A Double-Blinded, Randomized, Placebo-Controlled Sub-Dissociative Dose Ketamine Pilot Study in the Treatment of Acute Depression and Suicidality in a Military Emergency Department Setting

The study was a double-blinded, randomised, placebo-controlled proof-of-concept trial conducted in an emergency department (ED) setting with an active duty convenience sample. Eligible participants were service members presenting to the ED with depression and suicidal thinking who met criteria for inpatient psychiatric admission. Subjects were randomised to receive either a sub-dissociative intravenous dose of ketamine (0.2 mg/kg) or an equivalent volume of normal saline (placebo). The trial relied on volunteer staff across two departments and was unfunded. Participants were assessed during a 4-hour ED observation period, again at hospital discharge, and at a 2-week post-discharge follow-up. The principal symptom measures analysed were BSS and BHS scores (reported in the text as measures of suicidality and hopelessness). Changes in these scores over the 4-hour ED observation were analysed using repeated measures analysis of variance. Scores at hospital discharge, at 2-week follow-up, and length of hospital stay (in days) were compared between groups using Student t tests. The extracted text reports substantial methodological problems that limited analyzable data, and the analyzable sample ended up being small (see Results).

Methodological difficulties restricted analyzable data to ten subjects in total. Of these, three received ketamine and seven received placebo. During the 4-hour ED observation period two of the three subjects who received ketamine experienced dramatic decreases in suicidality and hopelessness within 40 minutes of administration. No comparable acute improvements were observed among any of the seven placebo recipients over the 4-hour ED course. The authors report a statistical improvement in the intervention group versus controls for the acute (ED) measures, although the extracted text does not provide p-values, confidence intervals or detailed effect sizes. At hospital discharge there was no clinically significant difference between the ketamine and placebo groups, and by the 2-week follow-up the ketamine recipients “did as well as” those receiving placebo, according to the authors. The authors state they did not observe rebound increases in suicidality among ketamine-treated subjects. No subjects described adverse symptoms in the available data. The Results section of the extract specifies that repeated measures ANOVA was used for the 4-hour comparisons of BSS and BHS, and Student t tests were used for discharge and 2-week comparisons and for length of stay, but detailed numerical results beyond the counts and the qualitative descriptions above are not included in the extracted text.

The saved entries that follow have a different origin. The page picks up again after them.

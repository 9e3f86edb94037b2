//! HTML coverage report formatter.
//!
//! Renders a single self-contained summary page with one row per unit.

use crate::coverage::{CoverageMap, CoverageSummary};
use std::fmt::Write;

/// HTML summary page generator
#[derive(Debug)]
pub struct HtmlFormatter<'a> {
    map: &'a CoverageMap,
    title: String,
}

impl<'a> HtmlFormatter<'a> {
    /// Create a formatter over a coverage snapshot.
    #[must_use]
    pub fn new(map: &'a CoverageMap) -> Self {
        Self {
            map,
            title: "Fuzzing coverage report".to_string(),
        }
    }

    /// Set the page title.
    #[must_use]
    pub fn with_title(mut self, title: impl Into<String>) -> Self {
        self.title = title.into();
        self
    }

    /// Generate the HTML page as a string.
    #[must_use]
    pub fn generate(&self) -> String {
        let summary = CoverageSummary::from_map(self.map);
        let mut html = String::from("<!DOCTYPE html>\n<html>\n<head>\n");
        let _ = writeln!(html, "<title>{}</title>", escape(&self.title));
        html.push_str(
            "<style>\n\
             body { font-family: sans-serif; margin: 2em; }\n\
             table { border-collapse: collapse; }\n\
             th, td { border: 1px solid #999; padding: 0.3em 0.8em; text-align: left; }\n\
             .low { background: #fdd; }\n\
             .high { background: #dfd; }\n\
             </style>\n",
        );
        html.push_str("</head>\n<body>\n");
        let _ = writeln!(html, "<h1>{}</h1>", escape(&self.title));
        let _ = writeln!(
            html,
            "<p>{} of {} lines covered ({:.2}%)</p>",
            summary.covered_lines,
            summary.total_lines,
            summary.coverage_ratio * 100.0
        );
        html.push_str("<table>\n<tr><th>Unit</th><th>Lines</th><th>Visited</th><th>Coverage</th></tr>\n");
        for unit in &summary.units {
            let class = if unit.line_coverage >= 0.5 { "high" } else { "low" };
            let _ = writeln!(
                html,
                "<tr class=\"{class}\"><td>{}</td><td>{}</td><td>{}</td><td>{:.2}%</td></tr>",
                escape(&unit.unit),
                unit.total_lines,
                unit.covered_lines,
                unit.line_coverage * 100.0
            );
        }
        html.push_str("</table>\n</body>\n</html>\n");
        html
    }
}

fn escape(text: &str) -> String {
    text.replace('&', "&amp;").replace('<', "&lt;").replace('>', "&gt;")
}
//! XML coverage report formatter.
//!
//! ```xml
//! <?xml version="1.0" encoding="UTF-8"?>
//! <report>
//!     <unit name="menu::MenuParser">
//!         <line number="3" times="17"/>
//!         <lines>12</lines>
//!         <visited>9</visited>
//!     </unit>
//! </report>
//! ```

use crate::coverage::CoverageMap;
use std::fmt::Write;

/// XML format report generator
#[derive(Debug)]
pub struct XmlFormatter<'a> {
    map: &'a CoverageMap,
}

impl<'a> XmlFormatter<'a> {
    /// Create a formatter over a coverage snapshot.
    #[must_use]
    pub fn new(map: &'a CoverageMap) -> Self {
        Self { map }
    }

    /// Generate the XML report as a string.
    #[must_use]
    pub fn generate(&self) -> String {
        let mut xml = String::from("<?xml version=\"1.0\" encoding=\"UTF-8\"?>\n");
        xml.push_str("<report>\n");
        for (unit, tracker) in self.map.units() {
            let _ = writeln!(xml, "    <unit name=\"{}\">", escape(unit));
            for (line, times) in tracker.visits() {
                let _ = writeln!(xml, "        <line number=\"{line}\" times=\"{times}\"/>");
            }
            let _ = writeln!(xml, "        <lines>{}</lines>", tracker.lines().len());
            let _ = writeln!(xml, "        <visited>{}</visited>", tracker.visits().len());
            xml.push_str("    </unit>\n");
        }
        xml.push_str("</report>\n");
        xml
    }
}

fn escape(text: &str) -> String {
    text.replace('&', "&amp;")
        .replace('<', "&lt;")
        .replace('>', "&gt;")
        .replace('"', "&quot;")
}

The authors interpret the remaining data from the truncated trial as suggesting potential for intravenous ketamine as a rapid-acting intervention to reduce acute suicidal ideation and hopelessness in active duty service members. They highlight the particularly rapid onset seen in some individuals (improvement within 40 minutes) and note that, in this small sample, the acute benefits persisted for a number of days before equalising with placebo. They situate these observations as consistent with other published studies of ketamine’s rapid antidepressant and anti-suicidal effects and suggest possible future applications in emergency or field settings to reduce the need for hospitalisation or medical evacuation. The authors also caution that ketamine is not an ideal long-term treatment because of its abuse potential and point to ongoing research into other NMDA receptor antagonists, including agents targeting receptor subunits, which might retain effectiveness without dissociative side effects. Key limitations acknowledged by the authors are central to their interpretation: the trial was terminated early because of record-keeping difficulties; it was unfunded and relied on volunteer personnel across departments; and these operational problems limited sample size and data completeness. The authors report plans to restart the study with a funded, centralised research nurse to improve drug administration and outcome tracking. They conclude that further research is needed to confirm and extend these preliminary findings.

The authors state that the intended larger trial was terminated early due to record-keeping and operational difficulties in an unfunded, volunteer-driven study. Despite the trial’s failure to complete as planned, analysis of the remaining ten subjects suggested that 67% (two of three) of ketamine recipients showed significant acute improvement in hopelessness and suicidality in the ED, whereas placebo recipients remained unchanged during the same observation period. No rebound suicidality was observed, and ketamine recipients performed comparably to controls over the course of hospitalisation and at follow-up. The authors conclude that IV ketamine may be an effective acute intervention for depression and suicidality in the active duty military population, that effects can persist for days before equalising with placebo, and that further research—including investigation of other NMDA antagonists and a restarted trial with funded personnel—is warranted.